## How to complete this task
Could you write out the opening lines of the data, word for word, stopping after the line that contains "impl fmt::Display for"?

## Provided data
= = =

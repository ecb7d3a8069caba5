use std::{fmt, str::FromStr};

use thiserror::Error;

use crate::error::ErrorKind;

pub type Amount = i64;

#[derive(Debug, Clone, Copy, PartialEq, Eq)]
pub enum TransactionKind {
    Deposit,
    Withdrawal,
}

impl TransactionKind {
    /// Leading code of the line format: `1` deposits, `0` withdraws.
    pub fn code(self) -> char {
        match self {
            TransactionKind::Deposit => '1',
            TransactionKind::Withdrawal => '0',
        }
    }

    pub fn from_code(code: char) -> Option<Self> {
        match code {
            '1' => Some(TransactionKind::Deposit),
            '0' => Some(TransactionKind::Withdrawal),
            _ => None,
        }
    }
}

/// A single entry of an account's history.
///
/// Displays as `"<code> <amount>"`, the same form accepted by [`FromStr`].
#[derive(Debug, Clone, Copy, PartialEq, Eq)]
pub struct Transaction {
    pub kind: TransactionKind,
    pub amount: Amount,
}

impl Transaction {
    pub fn deposit(amount: Amount) -> Self {
        Self {
            kind: TransactionKind::Deposit,
            amount,
        }
    }

    pub fn withdrawal(amount: Amount) -> Self {
        Self {
            kind: TransactionKind::Withdrawal,
            amount,
        }
    }
}

impl fmt::Display for Transaction {
    fn fmt(&self, f: &mut fmt::Formatter<'_>) -> fmt::Result {
        write!(f, "{} {}", self.kind.code(), self.amount)
    }
}

#[derive(Debug, Error, PartialEq, Eq)]
pub enum TransactionParseError {
    #[error("Transaction line is empty")]
    Empty,
    #[error("Transaction amount `{token}` should consist of digits only")]
    NonNumericAmount { token: String },
    #[error("Transaction amount `{token}` is out of range")]
    AmountOutOfRange { token: String },
    #[error("Transaction code `{code}` does not indicate a deposit or a withdrawal")]
    UnknownCode { code: char },
}

impl TransactionParseError {
    pub fn kind(&self) -> ErrorKind {
        ErrorKind::MalformedInput
    }
}

impl FromStr for Transaction {
    type Err = TransactionParseError;

    /// The last space-separated token is the amount, the first character picks
    /// the operation. Anything between them is ignored.
    fn from_str(line: &str) -> Result<Self, Self::Err> {
        let line = line.trim();
        let Some(code) = line.chars().next() else {
            return Err(TransactionParseError::Empty);
        };

        let token = line.rsplit(' ').next().unwrap_or(line);
        if !token.chars().all(|c| c.is_ascii_digit()) {
            return Err(TransactionParseError::NonNumericAmount {
                token: token.to_string(),
            });
        }
        let amount = token
            .parse::<Amount>()
            .map_err(|_| TransactionParseError::AmountOutOfRange {
                token: token.to_string(),
            })?;

        let kind =
            TransactionKind::from_code(code).ok_or(TransactionParseError::UnknownCode { code })?;
        Ok(Self { kind, amount })
    }
}

#[cfg(test)]
mod tests {
    use super::*;

    #[test]
    fn display_uses_line_format() {
        assert_eq!(Transaction::deposit(20).to_string(), "1 20");
        assert_eq!(Transaction::withdrawal(10).to_string(), "0 10");
    }

    #[test]
    fn parse_valid_lines() {
        assert_eq!("1 20".parse::<Transaction>(), Ok(Transaction::deposit(20)));
        assert_eq!("  0 30 \n".parse::<Transaction>(), Ok(Transaction::withdrawal(30)));
        // only the first character and the last token matter
        assert_eq!("1  40".parse::<Transaction>(), Ok(Transaction::deposit(40)));
        assert_eq!("0 0".parse::<Transaction>(), Ok(Transaction::withdrawal(0)));
    }

    #[test]
    fn parse_rejects_malformed_lines() {
        assert_eq!(
            "bogus".parse::<Transaction>(),
            Err(TransactionParseError::NonNumericAmount {
                token: "bogus".to_string()
            })
        );
        assert_eq!(
            "1 -5".parse::<Transaction>(),
            Err(TransactionParseError::NonNumericAmount {
                token: "-5".to_string()
            })
        );
        assert_eq!(
            "2 10".parse::<Transaction>(),
            Err(TransactionParseError::UnknownCode { code: '2' })
        );
        assert_eq!(
            "   ".parse::<Transaction>(),
            Err(TransactionParseError::Empty)
        );
        assert!(matches!(
            "1 99999999999999999999".parse::<Transaction>(),
            Err(TransactionParseError::AmountOutOfRange { .. })
        ));
    }

    #[test]
    fn amount_is_checked_before_code() {
        let err = "x 1y".parse::<Transaction>().unwrap_err();
        assert!(matches!(err, TransactionParseError::NonNumericAmount { .. }));
        assert_eq!(err.kind(), ErrorKind::MalformedInput);
        assert_eq!(
            err.to_string(),
            "Transaction amount `1y` should consist of digits only"
        );
    }
}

= = =

## Answer for this exercise
repository ecb7d3a8069caba5
use std::{fmt, str::FromStr};

use thiserror::Error;

use crate::error::ErrorKind;

pub type Amount = i64;

#[derive(Debug, Clone, Copy, PartialEq, Eq)]
pub enum TransactionKind {
    Deposit,
    Withdrawal,
}

impl TransactionKind {
    /// Leading code of the line format: `1` deposits, `0` withdraws.
    pub fn code(self) -> char {
        match self {
            TransactionKind::Deposit => '1',
            TransactionKind::Withdrawal => '0',
        }
    }

    pub fn from_code(code: char) -> Option<Self> {
        match code {
            '1' => Some(TransactionKind::Deposit),
            '0' => Some(TransactionKind::Withdrawal),
            _ => None,
        }
    }
}

/// A single entry of an account's history.
///
/// Displays as `"<code> <amount>"`, the same form accepted by [`FromStr`].
#[derive(Debug, Clone, Copy, PartialEq, Eq)]
pub struct Transaction {
    pub kind: TransactionKind,
    pub amount: Amount,
}

impl Transaction {
    pub fn deposit(amount: Amount) -> Self {
        Self {
            kind: TransactionKind::Deposit,
            amount,
        }
    }

    pub fn withdrawal(amount: Amount) -> Self {
        Self {
            kind: TransactionKind::Withdrawal,
            amount,
        }
    }
}

impl fmt::Display for Transaction {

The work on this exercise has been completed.